Copy out exactly the lines below that run from the one holding "Error::Store(StoreError::Status(Box::new(status)))" to the one holding "if let Err(e)", keeping both of those lines and no others.

# Stored data entries:
[Start of section]

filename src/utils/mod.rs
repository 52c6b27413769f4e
pub mod file_io;
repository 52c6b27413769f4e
//! Error hierarchy for the registry replication pipeline
//!
//! Errors are grouped by the layer that raised them: configuration loading,
//! the coordination store client, and the document persister. Only store and
//! configuration errors are fatal, and only during startup.

use std::path::PathBuf;
use std::time::Duration;

use config::ConfigError;

#[doc(hidden)]
pub type Result<T> = std::result::Result<T, Error>;

#[derive(Debug, thiserror::Error)]
pub enum Error {
    /// Configuration loading or validation failures
    #[error(transparent)]
    Config(#[from] ConfigError),

    /// Coordination store failures (connect, snapshot, watch)
    #[error(transparent)]
    Store(#[from] StoreError),

    /// Discovery document serialization or write failures
    #[error(transparent)]
    Persist(#[from] PersistError),

    /// The metrics exporter could not start
    #[error("Metrics server failed: {0}")]
    Metrics(String),

    /// Unrecoverable failures requiring process termination
    #[error("Fatal error: {0}")]
    Fatal(String),
}

#[derive(Debug, thiserror::Error)]
pub enum StoreError {
    /// Malformed store endpoint
    #[error("Invalid endpoint {endpoint}: {reason}")]
    InvalidEndpoint { endpoint: String, reason: String },

    /// None of the configured endpoints accepted a connection
    #[error("Failed to connect to any of {endpoints:?}: {reason}")]
    Connect {
        endpoints: Vec<String>,
        reason: String,
    },

    /// gRPC status returned by the store
    #[error(transparent)]
    Status(#[from] Box<tonic::Status>),

    /// Request exceeded its deadline
    #[error("Request timed out after {0:?}")]
    Timeout(Duration),

    /// The store cancelled an active watch
    #[error("Watch canceled by store: {0}")]
    WatchCanceled(String),
}

#[derive(Debug, thiserror::Error)]
pub enum PersistError {
    #[error("Failed to serialize discovery document: {0}")]
    Serialize(#[from] serde_json::Error),

    #[error("Failed to write {path}: {source}")]
    Io {
        path: PathBuf,
        #[source]
        source: std::io::Error,
    },
}

impl From<tonic::Status> for Error {
    fn from(status: tonic::Status) -> Self {
        Error::Store(StoreError::Status(Box::new(status)))
    }
}
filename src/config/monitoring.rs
use config::ConfigError;
use serde::Deserialize;
use serde::Serialize;

use crate::Error;
use crate::Result;

#[derive(Debug, Serialize, Deserialize, Clone)]
pub struct MonitoringConfig {
    #[serde(default = "default_prometheus_enabled")]
    pub prometheus_enabled: bool,

    #[serde(default = "default_prometheus_port")]
    pub prometheus_port: u16,
}
impl Default for MonitoringConfig {
    fn default() -> Self {
        Self {
            prometheus_enabled: default_prometheus_enabled(),
            prometheus_port: default_prometheus_port(),
        }
    }
}
impl MonitoringConfig {
    /// Validates monitoring configuration
    /// # Errors
    /// Returns `Error::Config` when Prometheus is enabled on port 0, on a
    /// privileged port, or on a port already taken.
    pub fn validate(&self) -> Result<()> {
        if self.prometheus_enabled {
            if self.prometheus_port == 0 {
                return Err(Error::Config(ConfigError::Message(
                    "prometheus_port cannot be 0 when enabled".into(),
                )));
            }

            // Privileged ports require root
            if self.prometheus_port < 1024 {
                return Err(Error::Config(ConfigError::Message(format!(
                    "prometheus_port {} is a privileged port (requires root)",
                    self.prometheus_port
                ))));
            }

            #[cfg(not(test))]
            {
                use std::net::TcpListener;
                if let Err(e) = TcpListener::bind(("0.0.0.0", self.prometheus_port)) {
                    return Err(Error::Config(ConfigError::Message(format!(
                        "prometheus_port {} unavailable: {}",
                        self.prometheus_port, e
                    ))));
                }
            }
        }
        Ok(())
    }
}

fn default_prometheus_enabled() -> bool {
    false
}
fn default_prometheus_port() -> u16 {
    9099
}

[End of section]

# OUTPUT FOR THIS TASK:
        Error::Store(StoreError::Status(Box::new(status)))
    }
}
filename src/config/monitoring.rs
use config::ConfigError;
use serde::Deserialize;
use serde::Serialize;

use crate::Error;
use crate::Result;

#[derive(Debug, Serialize, Deserialize, Clone)]
pub struct MonitoringConfig {
    #[serde(default = "default_prometheus_enabled")]
    pub prometheus_enabled: bool,

    #[serde(default = "default_prometheus_port")]
    pub prometheus_port: u16,
}
impl Default for MonitoringConfig {
    fn default() -> Self {
        Self {
            prometheus_enabled: default_prometheus_enabled(),
            prometheus_port: default_prometheus_port(),
        }
    }
}
impl MonitoringConfig {
    /// Validates monitoring configuration
    /// # Errors
    /// Returns `Error::Config` when Prometheus is enabled on port 0, on a
    /// privileged port, or on a port already taken.
    pub fn validate(&self) -> Result<()> {
        if self.prometheus_enabled {
            if self.prometheus_port == 0 {
                return Err(Error::Config(ConfigError::Message(
                    "prometheus_port cannot be 0 when enabled".into(),
                )));
            }

            // Privileged ports require root
            if self.prometheus_port < 1024 {
                return Err(Error::Config(ConfigError::Message(format!(
                    "prometheus_port {} is a privileged port (requires root)",
                    self.prometheus_port
                ))));
            }

            #[cfg(not(test))]
            {
                use std::net::TcpListener;
                if let Err(e) = TcpListener::bind(("0.0.0.0", self.prometheus_port)) {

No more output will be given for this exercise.